= TO DO =
From the line with "assert_eq!(config.merge.capacity, 16);" through the final line, please write out the listing exactly, including both of those lines.

= DATA FOR ANALYSIS =
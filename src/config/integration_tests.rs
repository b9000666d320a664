// Copyright (c) 2025 Steve Wagner (ciroque@live.com)
// SPDX-License-Identifier: MIT

#[cfg(test)]
mod integration_tests {
    use crate::config::{load_and_validate_config, StreamRuntime};
    use crate::engine::{inspect, range, to_list_async, Context};
    use std::sync::atomic::{AtomicUsize, Ordering};
    use std::sync::Arc;

    /// Test that the shipped YAML configuration loads and parses correctly
    #[test]
    fn test_stream_runtime_yaml_loading() {
        let config = load_and_validate_config("configs/stream-runtime.yaml").unwrap();

        assert_eq!(config.queue.capacity, 8);
        assert_eq!(config.broadcast.capacity, 4);
        assert_eq!(config.share.read_ahead, 2);
        assert_eq!(config.merge.max_concurrency, Some(4));
        assert_eq!(config.merge.capacity, 16);
        assert_eq!(config.window.size, 32);
    }

    /// Test that a runtime built from YAML shares a broadcast read
    #[tokio::test]
    async fn test_runtime_from_yaml_broadcasts() {
        let config = load_and_validate_config("configs/stream-runtime.yaml").unwrap();
        let runtime = StreamRuntime::from_config(&config).unwrap();

        let reads = Arc::new(AtomicUsize::new(0));
        let counter = reads.clone();
        let source = inspect(range(0, 10), move |_| {
            counter.fetch_add(1, Ordering::SeqCst);
        });
        let outputs = runtime.broadcast(source, 3);
        let ctx = Context::new();

        let (a, b, c) = tokio::join!(
            to_list_async(&outputs[0], &ctx),
            to_list_async(&outputs[1], &ctx),
            to_list_async(&outputs[2], &ctx)
        );
        assert_eq!(a.unwrap().len(), 10);
        assert_eq!(b.unwrap().len(), 10);
        assert_eq!(c.unwrap().len(), 10);
        assert_eq!(reads.load(Ordering::SeqCst), 10);
    }
}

= ANSWER SPACE =
        assert_eq!(config.merge.capacity, 16);
        assert_eq!(config.window.size, 32);
    }

    /// Test that a runtime built from YAML shares a broadcast read
    #[tokio::test]
    async fn test_runtime_from_yaml_broadcasts() {
        let config = load_and_validate_config("configs/stream-runtime.yaml").unwrap();
        let runtime = StreamRuntime::from_config(&config).unwrap();

        let reads = Arc::new(AtomicUsize::new(0));
        let counter = reads.clone();
        let source = inspect(range(0, 10), move |_| {
            counter.fetch_add(1, Ordering::SeqCst);
        });
        let outputs = runtime.broadcast(source, 3);
        let ctx = Context::new();

        let (a, b, c) = tokio::join!(
            to_list_async(&outputs[0], &ctx),
            to_list_async(&outputs[1], &ctx),
            to_list_async(&outputs[2], &ctx)
        );
        assert_eq!(a.unwrap().len(), 10);
        assert_eq!(b.unwrap().len(), 10);
        assert_eq!(c.unwrap().len(), 10);
        assert_eq!(reads.load(Ordering::SeqCst), 10);
    }
}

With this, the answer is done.